На лице жены подловчего отразился ужас. Такая мысль, как видно, ни разу не приходила ей в голову. Неподвижная и молчаливая, сидела она за столом, сжав руками голову. Потом улыбнулась какой-то кислой улыбкой, словно желая сказать, что все это глупости и что об этом не стоило и разговор начинать, а жить на свете вообще тяжело и надо мириться со своей судьбой. Лобанович сказал тогда ей несколько ободряющих, сочувственных слов, желая рассеять тяжелое настроение, простился и ушел из дома Баранкевича.
Еще один случай припомнился учителю.
Вскоре после описанного выше разговора зашла жена подловчего вечером к нему. Она была сильно взволнована и заплакана.
— Простите, пожалуйста, что я зашла к вам, — проговорила она, — но я вас очень уважаю и считаю вас за родного… Боже мой! Что мне делать? Что делать? Нет больше сил терпеть!
Лобанович догадывался, что подловчий Баранкевич поднял в доме бурю, но не стал расспрашивать свою гостью, а сама пани подловчая почему-то ничего не говорила о том, что ее так расстроило, ни в чем не обвиняла мужа, а только повторяла, что ей тяжело вообще.

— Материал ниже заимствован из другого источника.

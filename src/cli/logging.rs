//! Logging initialization

use std::path::PathBuf;

/// Initialize logging based on debug flag
/// Returns the log file path if debug logging is enabled
pub fn init_logging(debug: bool) -> Option<PathBuf> {
    if debug {
        // Create a temporary log file using tempfile crate for cross-platform support
        // Use Builder to create a named temp file that persists
        let temp_file = tempfile::Builder::new()
            .prefix("kubedeck-")
            .suffix(".log")
            .tempfile()
            .map(|f| {
                let path = f.path().to_path_buf();
                // Keep the file alive by leaking it (it will be cleaned up by the OS)
                std::mem::forget(f);
                path
            })
            .unwrap_or_else(|_| {
                // Fallback: create file directly in temp_dir
                let temp_dir = std::env::temp_dir();
                temp_dir.join(format!("kubedeck-{}.log", std::process::id()))
            });

        // Open the file for writing (it already exists from tempfile)
        let file = std::fs::OpenOptions::new()
            .create(true)
            .truncate(true)
            .write(true)
            .open(&temp_file)
            .expect("Failed to open log file");

        // Debug logging goes to the file; stderr stays clean for the
        // operator's own shell
        tracing_subscriber::fmt()
            .with_writer(file)
            .with_env_filter(
                tracing_subscriber::EnvFilter::try_from_default_env()
                    .unwrap_or_else(|_| tracing_subscriber::EnvFilter::new("debug")),
            )
            .with_ansi(false) // No ANSI codes in log file
            .with_target(true)
            .with_file(true)
            .with_line_number(true)
            .init();

        Some(temp_file)
    } else {
        // Normal operation: info-level logs (including audit events) to stderr
        tracing_subscriber::fmt()
            .with_writer(std::io::stderr)
            .with_env_filter(
                tracing_subscriber::EnvFilter::try_from_default_env()
                    .unwrap_or_else(|_| tracing_subscriber::EnvFilter::new("info")),
            )
            .init();
        None
    }
}
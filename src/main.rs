use mimalloc::MiMalloc;
use tokio::net::TcpListener;
use tracing::{info, warn};
use tracing_subscriber::{EnvFilter, layer::SubscriberExt, util::SubscriberInitExt};

use vehicle_check::Config;
use vehicle_check::router::{VehicleState, vehicle_router};

#[global_allocator]
static GLOBAL: MiMalloc = MiMalloc;

#[tokio::main]
async fn main() -> Result<(), Box<dyn std::error::Error>> {
    dotenvy::dotenv().ok();

    let cfg = Config::from_env()?;

    let env_filter =
        EnvFilter::try_from_default_env().unwrap_or_else(|_| EnvFilter::new(cfg.loglevel.clone()));
    tracing_subscriber::registry()
        .with(env_filter)
        .with(
            tracing_subscriber::fmt::layer()
                .with_level(true)
                .with_target(false),
        )
        .init();

    info!(
        listen_addr = %cfg.listen_addr,
        upstream = %cfg.upstream_url(),
        use_test_endpoint = cfg.use_test_endpoint,
        proxy = %cfg.proxy.as_ref().map(|u| u.as_str()).unwrap_or("<none>"),
        body_limit = cfg.body_limit,
        loglevel = %cfg.loglevel,
    );

    let state = VehicleState::new(&cfg)?;
    let app = vehicle_router(state);

    let listener = TcpListener::bind(cfg.listen_addr).await?;
    info!("HTTP server listening on {}", cfg.listen_addr);
    axum::serve(listener, app)
        .with_graceful_shutdown(shutdown_signal())
        .await?;
    info!("HTTP server stopped");
    Ok(())
}

async fn shutdown_signal() {
    let ctrl_c = async {
        if let Err(e) = tokio::signal::ctrl_c().await {
            warn!(error = %e, "failed to listen for ctrl-c");
            std::future::pending::<()>().await;
        }
    };

    #[cfg(unix)]
    let terminate = async {
        match tokio::signal::unix::signal(tokio::signal::unix::SignalKind::terminate()) {
            Ok(mut sig) => {
                sig.recv().await;
            }
            Err(e) => {
                warn!(error = %e, "failed to listen for SIGTERM");
                std::future::pending::<()>().await;
            }
        }
    };

    #[cfg(not(unix))]
    let terminate = std::future::pending::<()>();

    tokio::select! {
        _ = ctrl_c => {},
        _ = terminate => {},
    }
    info!("shutdown signal received");
}
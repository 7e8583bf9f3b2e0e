use reqwest::{Client, StatusCode};
use serde_json::Value;
use tracing::{debug, info, warn};
use url::Url;

use crate::config::{ApiKey, Config};
use crate::error::VehicleError;
use crate::types::dvla::{EnquiryRequest, upstream_error_message};
use crate::types::Vrm;

pub const API_KEY_HEADER: &str = "x-api-key";

/// Client for the DVLA Vehicle Enquiry API.
///
/// One attempt per lookup: no retry, no backoff and no timeout beyond the
/// transport defaults.
#[derive(Clone)]
pub struct DvlaApi {
    client: Client,
    endpoint: Url,
    api_key: ApiKey,
}

impl DvlaApi {
    pub fn new(cfg: &Config) -> Result<Self, VehicleError> {
        let mut builder =
            Client::builder().user_agent(concat!("vehicle-check/", env!("CARGO_PKG_VERSION")));
        // Outbound proxying is configured explicitly, never from HTTP_PROXY.
        builder = match cfg.proxy.as_ref() {
            Some(proxy_url) => builder.proxy(reqwest::Proxy::all(proxy_url.as_str())?),
            None => builder.no_proxy(),
        };

        Ok(Self {
            client: builder.build()?,
            endpoint: cfg.upstream_url().clone(),
            api_key: cfg.api_key.clone(),
        })
    }

    /// Look up one vehicle. `Ok` carries the upstream 2xx status and body
    /// unchanged; any other status becomes `VehicleError::UpstreamRejected`.
    pub async fn lookup(&self, vrm: &Vrm) -> Result<(StatusCode, Value), VehicleError> {
        let resp = self
            .client
            .post(self.endpoint.clone())
            .header(API_KEY_HEADER, self.api_key.expose())
            .json(&EnquiryRequest {
                registration_number: vrm,
            })
            .send()
            .await?;

        let status = resp.status();
        let bytes = resp.bytes().await?;
        let payload: Value = serde_json::from_slice(&bytes)?;
        debug!(%status, %payload, "DVLA response payload");

        if status.is_success() {
            info!(%vrm, %status, "DVLA lookup succeeded");
            return Ok((status, payload));
        }

        let message = upstream_error_message(&payload);
        warn!(%vrm, %status, message = %message, "DVLA rejected lookup");
        Err(VehicleError::UpstreamRejected {
            status,
            message,
            payload,
        })
    }
}
use serde::{Deserialize, Serialize};
use serde_json::Value;

use super::vrm::Vrm;

pub const GENERIC_UPSTREAM_ERROR: &str = "Failed to fetch vehicle details";

/// Inbound lookup body from the front end.
#[derive(Debug, Deserialize)]
#[serde(rename_all = "camelCase")]
pub struct LookupRequest {
    #[serde(default)]
    pub registration_number: Option<String>,
}

/// Outbound body for the Vehicle Enquiry API.
#[derive(Debug, Serialize)]
#[serde(rename_all = "camelCase")]
pub struct EnquiryRequest<'a> {
    pub registration_number: &'a Vrm,
}

/// The single slice of the DVLA error payload that is read locally:
/// `{"errors":[{"title": ..., "detail": ...}, ...]}`.
#[derive(Debug, Deserialize)]
struct UpstreamErrors {
    #[serde(default)]
    errors: Vec<UpstreamErrorEntry>,
}

#[derive(Debug, Deserialize)]
struct UpstreamErrorEntry {
    #[serde(default)]
    title: Option<String>,
    #[serde(default)]
    detail: Option<String>,
}

/// Best-effort human readable message from an upstream error payload.
pub fn upstream_error_message(payload: &Value) -> String {
    let first = UpstreamErrors::deserialize(payload)
        .ok()
        .and_then(|e| e.errors.into_iter().next());

    first
        .and_then(|entry| {
            [entry.detail, entry.title]
                .into_iter()
                .flatten()
                .find(|s| !s.is_empty())
        })
        .unwrap_or_else(|| GENERIC_UPSTREAM_ERROR.to_string())
}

— Что же вам посоветовать? — спросил Лобанович. — Если у вас есть куда поехать, то что же, поезжайте. Я на вашем месте не примирился бы с такой жизнью. Какая же это жизнь!
— Вы знаете характер пана подловчего?
— Я слыхал. Ну что же поделаешь, если у человека такой характер.
— Ох, мой паночку! Как трудно ему угодить! Ну, пускай я негодная, но ведь он и первую жену в могилу вогнал, и меня вгонит. — Пани подловчая плакала, — И все я виновата. Чэсь плохо ведет себя — я в ответе. То одно не так, то другое не этак… Что бы ни произошло, все я виновата.
Лобанович не знал, что сказать, какой дать совет. Пани подловчая выплакалась, излила всю свою печаль и горе и немного успокоилась. Улыбаясь сквозь слезы, она просила Лобановича ничего и никому не говорить. Она еще раз повторила, что только с ним поговорила откровенно, поделилась своим горем, потому что считает его очень добрым, совсем родным человеком, простилась и ушла, прося прощения.
Лобанович вздохнул с облегчением, — ему очень тяжело было слушать эту исповедь, тем более что он не мог ей ничем помочь.